Reducing agricultural emissions and promoting carbon sequestration are vital for China to achieve its dual carbon goals. Achieving the green transformation of agricultural watersheds requires a thorough understanding of the internal transmission relationships within the watersheds and the underlying spatial correlation structures. This paper used the SBM-3E model to calculate the agricultural ecological efficiency of 17 prefecture-level cities in the Hanjiang River Basin (HRB) from 2010 to 2020, taking agricultural carbon emissions and a comprehensive non-point source pollution index as the unexpected output. The Gravity model and social network analysis methods were used to analyze the evolution characteristics of the network structure of agricultural ecological efficiency, and the secondary assignment procedure method was used to identify the driving factors from the planting structure, water use structure, and resource endowment.
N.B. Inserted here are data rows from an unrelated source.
//! Identity and session types.
//!
//! Both are cached copies of what the hosted auth service owns; the
//! storefront never mutates them, it only replaces them wholesale.

use chrono::{DateTime, TimeDelta, Utc};
use secrecy::SecretString;
use serde_json::{Map, Value};

use apotheca_core::{Email, IdentityId, UserRole};

/// Metadata key carrying the name entered at sign-up.
pub const META_FULL_NAME: &str = "full_name";
/// Metadata key carrying the role chosen at sign-up.
pub const META_ROLE: &str = "role";

/// An authenticated principal as known to the hosted auth service.
#[derive(Debug, Clone, PartialEq)]
pub struct Identity {
    /// Unique ID, shared with the principal's profile record.
    pub id: IdentityId,
    /// Sign-in email, absent for principals created without one.
    pub email: Option<Email>,
    /// Free-form metadata attached at sign-up.
    pub metadata: Map<String, Value>,
}

impl Identity {
    /// Look up a non-blank string in the metadata.
    #[must_use]
    pub fn metadata_str(&self, key: &str) -> Option<&str> {
        self.metadata
            .get(key)
            .and_then(Value::as_str)
            .map(str::trim)
            .filter(|s| !s.is_empty())
    }

    /// Name given at sign-up, if any.
    #[must_use]
    pub fn full_name_hint(&self) -> Option<&str> {
        self.metadata_str(META_FULL_NAME)
    }

    /// Role chosen at sign-up, if it names a known role.
    #[must_use]
    pub fn role_hint(&self) -> Option<UserRole> {
        self.metadata_str(META_ROLE).and_then(|r| r.parse().ok())
    }

    /// Email for log lines, `-` when absent.
    #[must_use]
    pub fn display_email(&self) -> &str {
        self.email.as_ref().map_or("-", Email::as_str)
    }
}

/// A time-bounded credential grant for an [`Identity`].
///
/// Implements `Debug` manually to redact tokens.
#[derive(Clone)]
pub struct Session {
    /// The principal this grant belongs to.
    pub identity: Identity,
    /// Bearer token sent with authenticated requests.
    pub access_token: SecretString,
    /// Token exchanged for a new access token before expiry.
    pub refresh_token: SecretString,
    /// Token type, normally `bearer`.
    pub token_type: String,
    /// When the access token stops being accepted.
    pub expires_at: DateTime<Utc>,
}

impl Session {
    /// Whether the access token has expired at `now`.
    #[must_use]
    pub fn is_expired_at(&self, now: DateTime<Utc>) -> bool {
        now >= self.expires_at
    }

    /// Whether the access token expires within `margin` of `now`.
    #[must_use]
    pub fn expires_within(&self, now: DateTime<Utc>, margin: TimeDelta) -> bool {
        now + margin >= self.expires_at
    }

    /// Time left until expiry at `now`, zero once expired.
    #[must_use]
    pub fn remaining(&self, now: DateTime<Utc>) -> std::time::Duration {
        (self.expires_at - now).to_std().unwrap_or_default()
    }
}

impl std::fmt::Debug for Session {
    fn fmt(&self, f: &mut std::fmt::Formatter<'_>) -> std::fmt::Result {
        f.debug_struct("Session")
            .field("identity", &self.identity)
            .field("access_token", &"[REDACTED]")
            .field("refresh_token", &"[REDACTED]")
            .field("token_type", &self.token_type)
            .field("expires_at", &self.expires_at)
            .finish()
    }
}

#[cfg(test)]
#[allow(clippy::unwrap_used)]
mod tests {
    use serde_json::json;

    use super::*;

    fn identity(metadata: Value) -> Identity {
        Identity {
            id: IdentityId::random(),
            email: Some(Email::parse("ann@x.com").unwrap()),
            metadata: metadata.as_object().cloned().unwrap_or_default(),
        }
    }

    fn session(expires_at: DateTime<Utc>) -> Session {
        Session {
            identity: identity(json!({})),
            access_token: SecretString::from("access-token-value"),
            refresh_token: SecretString::from("refresh-token-value"),
            token_type: "bearer".to_owned(),
            expires_at,
        }
    }

    #[test]
    fn test_hints_read_metadata() {
        let id = identity(json!({ "full_name": "Ann", "role": "vendor" }));
        assert_eq!(id.full_name_hint(), Some("Ann"));
        assert_eq!(id.role_hint(), Some(UserRole::Vendor));
    }

    #[test]
    fn test_hints_ignore_blank_and_unknown_values() {
        let id = identity(json!({ "full_name": "   ", "role": "pharmacist" }));
        assert_eq!(id.full_name_hint(), None);
        assert_eq!(id.role_hint(), None);

        let id = identity(json!({ "full_name": 42 }));
        assert_eq!(id.full_name_hint(), None);
    }

    #[test]
    fn test_session_expiry() {
        let now = Utc::now();
        let s = session(now + TimeDelta::seconds(30));
        assert!(!s.is_expired_at(now));
        assert!(s.is_expired_at(now + TimeDelta::seconds(30)));
        assert!(s.expires_within(now, TimeDelta::seconds(60)));
        assert!(!s.expires_within(now, TimeDelta::seconds(10)));
        assert_eq!(s.remaining(now + TimeDelta::seconds(40)), std::time::Duration::ZERO);
    }

    #[test]
    fn test_session_debug_redacts_tokens() {
        let output = format!("{:?}", session(Utc::now()));
        assert!(output.contains("[REDACTED]"));
        assert!(!output.contains("access-token-value"));
        assert!(!output.contains("refresh-token-value"));
    }
}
First, from 2010 to 2020, the overall agricultural ecological efficiency in the HRB demonstrates a declining trend, with efficiency values of 12.15, 9.40, and 6.67 in the upper, middle, and lower reaches, respectively. Second, the spatial correlation network density of agricultural ecological efficiency in the HRB is 0.17, with a network efficiency of 0.89. The correlation among units within the basin is relatively low, but stability is high. Moreover, the individual network spillover absorption capacity exhibits heterogeneity, and the status of each subject within the watershed follows a “core-edge” structure. Third, total water consumption and corn cultivation have a positive impact on the agricultural ecological efficiency network in the HRB, whereas agricultural water use and rice cultivation negatively influence the network. We propose policy recommendations to facilitate the advancement of green development in China’s agricultural watersheds and the achievement of the dual carbon goals.

Suggested Citation

  • Rui Zhang & Lingling Zhang & Meijuan He & Zongzhi Wang, 2023. "Spatial Association Network and Driving Factors of Agricultural Eco-Efficiency in the Hanjiang River Basin, China," Agriculture, MDPI, vol. 13(6), pages 1-16, May.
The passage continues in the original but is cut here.